Grace was there with Ezra.
‘You’re up early,’ Ezra said to me. His eyes were so dark and defined I thought he must have smeared them with kohl. His pale face with its high cheekbones and honed jaw was unnaturally white.
‘I couldn’t sleep,’ I explained.
‘Yeah? Grace was the same.’
I was afraid to look at her, knowing that I would see the absence, the hollowness. When I forced myself and found that I was right, I couldn’t help a gasp and a slow, sighing exhalation.
She was wearing the long black dress again, her bare arms limp at her sides. Her hair hung loose and lifeless, half covering her eyes. And she was so far gone in her trance, she didn’t seem even to see me in the grey dawn light.
‘Where’s Daniel?’ Ezra asked curtly, as if I was bound to know.
I shrugged. ‘In his room.’
He frowned and turned away.
Anyway, I wondered, why were Grace and Ezra here at this time in the morning? He was glancing around as if he was waiting for someone, showed no surprise when Cristal showed up with Jude.
Jude was another ghost, another shadow of his former self. I steadied myself again, kept a lid on my fear.
‘Hey, Tania,’ Cristal said casually. ‘Look, Jude – Tania stayed over.’
Slowly he looked at me, slowly he said hi, fuzzy and disoriented like someone waking after a deep sleep.
‘We were just talking,’ Cristal said brightly. ‘Jude was saying he can’t wait to get going with his ceremony.’
‘Yeah, and this time let’s hope there are no interruptions.’ Ezra took up the same brisk tone, taking Cristal to one side, perhaps to finalize arrangements for the evening.
I waited for them to be out of earshot. ‘Jude!’ I said, tugging at his arm. ‘Look at me. Can you focus?’
‘Tania?’
‘Yes –
listen! You don’t have to go through with this!’
‘What are you talking about? Where’s Cristal?’
‘She’s over by the door. I’m asking you to listen carefully to what I’m saying. You still have a choice about tonight. You can tell them no, you want to back out.’
He looked at me as if I was speaking a foreign language and he was trying to latch on to a single familiar word.

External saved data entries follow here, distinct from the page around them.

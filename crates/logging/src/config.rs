//! crates/logging/src/config.rs
//! Verbosity configuration for the engine's subsystems.

use super::levels::{Subsystem, SubsystemLevels};

/// Per-subsystem verbosity derived from `-v` counts and `--debug` flags.
#[derive(Clone, Copy, Default, Debug, PartialEq, Eq)]
#[cfg_attr(feature = "serde", derive(serde::Serialize, serde::Deserialize))]
pub struct VerbosityConfig {
    /// Subsystem levels.
    pub levels: SubsystemLevels,
}

impl VerbosityConfig {
    /// Create a configuration from a verbose level (0-4).
    ///
    /// Level 0 leaves only warnings and errors. Level 1 reports registry
    /// changes, sweeps and configuration loading. Level 2 adds mount
    /// resolution and authorization decisions, level 3 ACL resolution, and
    /// level 4 or more enables trace output everywhere.
    pub fn from_verbose_level(level: u8) -> Self {
        let mut config = Self::default();
        let levels = &mut config.levels;

        match level {
            0 => {}
            1 => {
                levels.registry = 1;
                levels.sweep = 1;
                levels.config = 1;
            }
            2 => {
                levels.registry = 2;
                levels.sweep = 1;
                levels.config = 2;
                levels.mount = 1;
                levels.guard = 1;
            }
            3 => {
                levels.registry = 2;
                levels.sweep = 2;
                levels.config = 2;
                levels.mount = 2;
                levels.guard = 2;
                levels.acl = 2;
            }
            _ => levels.set_all(3),
        }

        config
    }

    /// Level of one subsystem.
    pub const fn level(&self, subsystem: Subsystem) -> u8 {
        self.levels.get(subsystem)
    }

    /// Apply a single debug flag token (e.g. "acl2", "mount", "all3").
    pub fn apply_debug_flag(&mut self, token: &str) -> Result<(), String> {
        let (name, level) = parse_flag_token(token)?;

        if name == "all" {
            self.levels.set_all(level);
            return Ok(());
        }

        let subsystem =
            Subsystem::from_name(name).ok_or_else(|| format!("unknown debug flag: {name}"))?;
        self.levels.set(subsystem, level);
        Ok(())
    }

    /// Apply a comma separated list of debug flag tokens.
    pub fn apply_debug_flags(&mut self, tokens: &str) -> Result<(), String> {
        tokens
            .split(',')
            .map(str::trim)
            .filter(|token| !token.is_empty())
            .try_for_each(|token| self.apply_debug_flag(token))
    }

    /// `EnvFilter` directive string for this configuration.
    ///
    /// Everything defaults to `warn`; each subsystem with a non-zero level
    /// gets its own target directive.
    pub fn filter_directives(&self) -> String {
        let mut directives = String::from("warn");
        for subsystem in Subsystem::ALL {
            let level = match self.level(subsystem) {
                0 => continue,
                1 => "info",
                2 => "debug",
                _ => "trace",
            };
            directives.push(',');
            directives.push_str(subsystem.target());
            directives.push('=');
            directives.push_str(level);
        }
        directives
    }
}

/// Parse a flag token like "acl2" into ("acl", 2) or "mount" into ("mount", 1).
fn parse_flag_token(token: &str) -> Result<(&str, u8), String> {
    let token = token.trim();
    if token.is_empty() {
        return Err("empty flag token".to_string());
    }

    match token.find(|c: char| c.is_ascii_digit()) {
        Some(0) => Err(format!("flag is missing a name: {token}")),
        Some(pos) => {
            let level = token[pos..]
                .parse::<u8>()
                .map_err(|_| format!("invalid level in flag: {token}"))?;
            Ok((&token[..pos], level))
        }
        None => Ok((token, 1)),
    }
}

‘You can!’ I pleaded. ‘I’m risking a lot by telling you this. You have a choice. You can leave. Are you hearing me?’
‘I hear you,’ he sighed. But his brain wasn’t computing – not at all.
And Cristal had quickly rounded off her talk with Ezra. She was back and dazzling Jude with her smile, telling him that we all had to go outside because Zoran was in the barn waiting for us. ‘You too, Tania,’ she informed me. ‘Daniel’s out there with him.’

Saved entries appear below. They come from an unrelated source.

//! Folder administration: creation, membership, quota and folder flags.

use std::path::PathBuf;

use folders::{Folder, SweepReport};
use permissions::{FolderId, Mapping, PermissionMask};
use serde::Serialize;

use super::GroupFolders;
use crate::error::{EngineError, EngineResult};

/// A folder together with its current usage.
#[derive(Clone, Debug, PartialEq, Eq, Serialize)]
pub struct FolderDetails {
    /// Folder snapshot.
    pub folder: Folder,
    /// Bytes currently used.
    pub usage: u64,
    /// Bytes left under the quota; `None` when unlimited.
    pub quota_remaining: Option<u64>,
}

impl GroupFolders {
    /// Creates a folder and returns its id. Fails with `Conflict` when the
    /// mount point is taken.
    pub fn create_folder(&self, mount_point: &str) -> EngineResult<FolderId> {
        Ok(self.registry.create_folder(mount_point)?)
    }

    /// Moves a folder to another mount point. Renaming to the current mount
    /// point does nothing.
    pub fn rename_folder(&self, folder: FolderId, mount_point: &str) -> EngineResult<()> {
        Ok(self.registry.rename_folder(folder, mount_point)?)
    }

    /// Removes a folder with its ACL rules and applicable rows.
    ///
    /// The folder disappears from every user's mounts on their next
    /// resolution. Storage content is left for the caller to delete once
    /// this returns.
    pub fn remove_folder(&self, folder: FolderId) -> EngineResult<Folder> {
        let removed = self.registry.remove_folder(folder)?;
        let rules = self.acl.delete_folder_rules(folder)?;
        logging::trace_registry!(folder = %folder, rules = rules, "folder_rules_removed");
        Ok(removed)
    }

    /// Makes an existing group applicable with full permissions.
    pub fn add_applicable_group(&self, folder: FolderId, group: &str) -> EngineResult<bool> {
        self.ensure_folder(folder)?;
        if !self.resolver.directory().group_exists(group)? {
            return Err(EngineError::NotFound(format!("group '{group}' does not exist")));
        }
        Ok(self.registry.add_applicable_group(folder, group)?)
    }

    /// Removes a group from the applicable groups.
    pub fn remove_applicable_group(&self, folder: FolderId, group: &str) -> EngineResult<bool> {
        Ok(self.registry.remove_applicable_group(folder, group)?)
    }

    /// Makes an existing user applicable with full permissions.
    pub fn add_applicable_user(&self, folder: FolderId, user: &str) -> EngineResult<bool> {
        self.ensure_folder(folder)?;
        if !self.resolver.directory().user_exists(user)? {
            return Err(EngineError::NotFound(format!("user '{user}' does not exist")));
        }
        Ok(self.registry.add_applicable_user(folder, user)?)
    }

    /// Removes the row of a user.
    pub fn remove_applicable_user(&self, folder: FolderId, user: &str) -> EngineResult<bool> {
        Ok(self.registry.remove_applicable_user(folder, user)?)
    }

    /// Sets the mask of a group. `NONE` keeps the group applicable with no
    /// permission.
    pub fn set_group_permissions(
        &self,
        folder: FolderId,
        group: &str,
        mask: PermissionMask,
    ) -> EngineResult<()> {
        Ok(self.registry.set_group_permissions(folder, group, mask)?)
    }

    /// Sets the mask of a user, replacing their group masks on this folder.
    pub fn set_user_permissions(
        &self,
        folder: FolderId,
        user: &str,
        mask: PermissionMask,
    ) -> EngineResult<()> {
        Ok(self.registry.set_user_permissions(folder, user, mask)?)
    }

    /// Sets the quota in bytes; `-3` means unlimited.
    pub fn set_folder_quota(&self, folder: FolderId, bytes: i64) -> EngineResult<()> {
        Ok(self.registry.set_quota(folder, bytes)?)
    }

    /// Enables or disables ACL rules. Rules are kept while disabled.
    pub fn set_folder_acl(&self, folder: FolderId, enabled: bool) -> EngineResult<()> {
        Ok(self.registry.set_acl_enabled(folder, enabled)?)
    }

    /// Adds or removes an ACL manager.
    pub fn set_manage_acl(
        &self,
        folder: FolderId,
        mapping: &Mapping,
        enabled: bool,
    ) -> EngineResult<bool> {
        Ok(self.registry.set_manage_acl(folder, mapping, enabled)?)
    }

    /// Sets or clears the template server endpoint of a folder.
    pub fn set_api_server(&self, folder: FolderId, api_server: Option<&str>) -> EngineResult<()> {
        Ok(self.registry.set_api_server(folder, api_server)?)
    }

    /// Restricts a folder to template documents.
    pub fn set_template_only(&self, folder: FolderId, template_only: bool) -> EngineResult<()> {
        Ok(self.registry.set_template_only(folder, template_only)?)
    }

    /// One folder with its usage.
    pub fn get_folder(&self, folder: FolderId) -> EngineResult<FolderDetails> {
        let folder = self.registry.get(folder)?;
        self.details(folder)
    }

    /// Every folder with its usage, ordered by id.
    pub fn list_folders(&self) -> EngineResult<Vec<FolderDetails>> {
        self.registry
            .folders()
            .into_iter()
            .map(|folder| self.details(folder))
            .collect()
    }

    /// Storage directory of a folder, when a storage root is configured.
    pub fn storage_path(&self, folder: FolderId) -> EngineResult<Option<PathBuf>> {
        self.ensure_folder(folder)?;
        Ok(self
            .resolver
            .storage_root()
            .map(|root| root.folder_path(folder))
            .transpose()?)
    }

    /// Handles the host's group-deleted event.
    ///
    /// Removes the group's applicable rows and ACL manager entries from every
    /// folder. ACL rules naming the group are left in place; with no member
    /// left they match nobody.
    pub fn on_group_deleted(&self, group: &str) -> SweepReport {
        self.registry.delete_group(group)
    }

    pub(super) fn ensure_folder(&self, folder: FolderId) -> EngineResult<()> {
        if self.registry.contains(folder) {
            Ok(())
        } else {
            Err(folders::RegistryError::NotFound(folder).into())
        }
    }

    fn details(&self, folder: Folder) -> EngineResult<FolderDetails> {
        let usage = self.resolver.usage_of(&folder)?;
        Ok(FolderDetails {
            quota_remaining: folder.quota().remaining(usage),
            usage,
            folder,
        })
    }
}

The doors slid open and the cold air hit us. A sliver of sun had appeared over the mountains to the east but as yet no rays had warmed the land, and in the arena the horses huddled together, their steamy breath rising.
‘Zoran’s not happy,’ Cristal muttered to Ezra.
He glanced sideways, caught me listening in and gave her a warning look.
Grace was behind him, half running to keep pace. When she reached my side she leaned in to whisper slyly in my ear. ‘I heard what you just said to Jude,’ she hissed with a flash of intense spite. ‘Don’t think I didn’t!’
‘What do you mean?’ I laughed uneasily.
‘Oh, yeah, little Miss Innocent!’ Her look was suddenly focused and it was pure poison. Her voice was full of hate. ‘I heard every word and don’t think I can’t repeat them to Ezra.’
‘Grace – don’t!’ I was breathless, not from running but through fear. ‘Don’t tell him!’
‘Ha, you don’t like that, do you?’ She curled her lip and sneered. ‘You don’t like not being in the driving seat, telling everyone what to do.’
‘Come on, you two!’ Cristal broke us up. She was the first to reach the arena gate where the huddle of horses shifted and scuffed their feet in the dirt. A couple, including Zoran’s striking sorrel mare, broke away to linger out of the wind in the shelter of the barn door.